Photo: Hey! Vina. More
Real was the only friend app I tried that allows you to be friends with men, too — revolutionary! However, it was also the biggest failure of the bunch.
You don't see someone's photo until you match with them. Instead, your profile is an avatar that you create with included stock photos (among them are some strange ones of space and a concert-going crowd), and words that layer over the photo to describe your interests. It's a fun idea, but it took a while to create and I didn't feel like the resulting collage actually represented me.
I only swiped through maybe six profiles before the app informed me that I was out of people to match with, despite the fact that I was open to meeting people who were 36 miles away from me. I only matched with one person — the app's developer — and we never messaged back and forth.
That being said, Real is still very new, so maybe it just needs to build up a user base. But if you just want to find someone to go to happy hour with you, your time is better spent on Bumble BFF or Hey! Vina.
Photo: Real. More
Friender is the only friends app I've tried that feels like it is an app that's made for platonic relationships, not a dating app masquerading as a friend-making app. When you log on, you create a profile with a photo and a brief description of yourself. Then you indicate your interest level in different activities.

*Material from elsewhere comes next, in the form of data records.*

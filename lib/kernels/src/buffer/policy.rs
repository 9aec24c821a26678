// SPDX-FileCopyrightText: Copyright (c) 2025 NVIDIA CORPORATION & AFFILIATES. All rights reserved.
// SPDX-License-Identifier: Apache-2.0

//! Out-of-bounds policies.
//!
//! Both policies give identical observable results: valid accesses move real data,
//! invalid loads return zero and invalid stores leave memory untouched.
//!
//! - [`ValueSubstitution`] always issues the access and replaces the loaded value
//!   with zero (or skips the store) behind a branch on the `valid` flag.
//! - [`AddressShift`] never branches. It pushes the address of an invalid access past
//!   the declared range and lets the range check drop it.
//!
//! The shifted address is computed in 64 bits and the declared range is capped at
//! [`MAX_RANGE_BYTES`](super::MAX_RANGE_BYTES), so a shifted address can never wrap
//! back into the range.

use bytemuck::Pod;
use std::fmt::Debug;

use super::{RawBuffer, hardware_address};

/// Added to the byte address of an invalid access by [`AddressShift`].
pub const OOB_SHIFT: u64 = 0x7fff_ffff;

pub trait OobPolicy: Copy + Default + Debug + Send + Sync + 'static {
    const NAME: &'static str;

    fn load<T: Pod, const N: usize>(raw: &RawBuffer<'_, T>, byte_offset: i64, valid: bool)
    -> [T; N];

    fn store<T: Pod, const N: usize>(
        raw: &RawBuffer<'_, T>,
        byte_offset: i64,
        valid: bool,
        value: [T; N],
    );

    fn atomic_add<const N: usize>(
        raw: &RawBuffer<'_, f32>,
        byte_offset: i64,
        valid: bool,
        value: [f32; N],
    );
}

#[derive(Debug, Clone, Copy, Default, PartialEq, Eq)]
pub struct ValueSubstitution;

impl OobPolicy for ValueSubstitution {
    const NAME: &'static str = "value-substitution";

    #[inline]
    fn load<T: Pod, const N: usize>(
        raw: &RawBuffer<'_, T>,
        byte_offset: i64,
        valid: bool,
    ) -> [T; N] {
        let loaded = raw.load_at::<N>(hardware_address(byte_offset));
        if valid { loaded } else { [T::zeroed(); N] }
    }

    #[inline]
    fn store<T: Pod, const N: usize>(
        raw: &RawBuffer<'_, T>,
        byte_offset: i64,
        valid: bool,
        value: [T; N],
    ) {
        if valid {
            raw.store_at(hardware_address(byte_offset), value);
        }
    }

    #[inline]
    fn atomic_add<const N: usize>(
        raw: &RawBuffer<'_, f32>,
        byte_offset: i64,
        valid: bool,
        value: [f32; N],
    ) {
        if valid {
            raw.atomic_add_at(hardware_address(byte_offset), value);
        }
    }
}

#[derive(Debug, Clone, Copy, Default, PartialEq, Eq)]
pub struct AddressShift;

impl AddressShift {
    #[inline]
    fn shifted(byte_offset: i64, valid: bool) -> u64 {
        let shift = if valid { 0 } else { OOB_SHIFT };
        hardware_address(byte_offset).saturating_add(shift)
    }
}

impl OobPolicy for AddressShift {
    const NAME: &'static str = "address-shift";

    #[inline]
    fn load<T: Pod, const N: usize>(
        raw: &RawBuffer<'_, T>,
        byte_offset: i64,
        valid: bool,
    ) -> [T; N] {
        raw.load_at::<N>(Self::shifted(byte_offset, valid))
    }

    #[inline]
    fn store<T: Pod, const N: usize>(
        raw: &RawBuffer<'_, T>,
        byte_offset: i64,
        valid: bool,
        value: [T; N],
    ) {
        raw.store_at(Self::shifted(byte_offset, valid), value);
    }

    #[inline]
    fn atomic_add<const N: usize>(
        raw: &RawBuffer<'_, f32>,
        byte_offset: i64,
        valid: bool,
        value: [f32; N],
    ) {
        raw.atomic_add_at(Self::shifted(byte_offset, valid), value);
    }
}

/// Policy used when none is named explicitly, selected by the `oob-address-shift`
/// cargo feature.
#[cfg(not(feature = "oob-address-shift"))]
pub type DefaultOobPolicy = ValueSubstitution;

#[cfg(feature = "oob-address-shift")]
pub type DefaultOobPolicy = AddressShift;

You'll only see other users who share one of your interests. This means that you can easily make plans to go climbing with a potential friend or see a dance show. Having a common interest makes the likelihood of finding someone you'll enjoy hanging out with much higher. Plus, you have more to talk about right off the bat.
Photo: Friender. More
Ultimately, I realized that friend-dating apps have a lot in common with their romantic-dating counterparts. It isn't easy to create a friendship without much, if any, context, and some awkwardness is inevitable, though Friender alleviated some of these feelings.
Swiping and messaging is something that takes some time and effort, so it won't be for everyone. But I found that just having conversations through the app could be a fun way to learn about the different kinds of people around you, even if you don't arrange to meet up in person.
And, in a big city like New York, which can feel lonely at times (even for the most well-connected social butterflies), a friendly match or two is always welcome. If anything, it's a reminder that there's a big, wide world out there and everyone is just trying to find their place in it — yours truly included.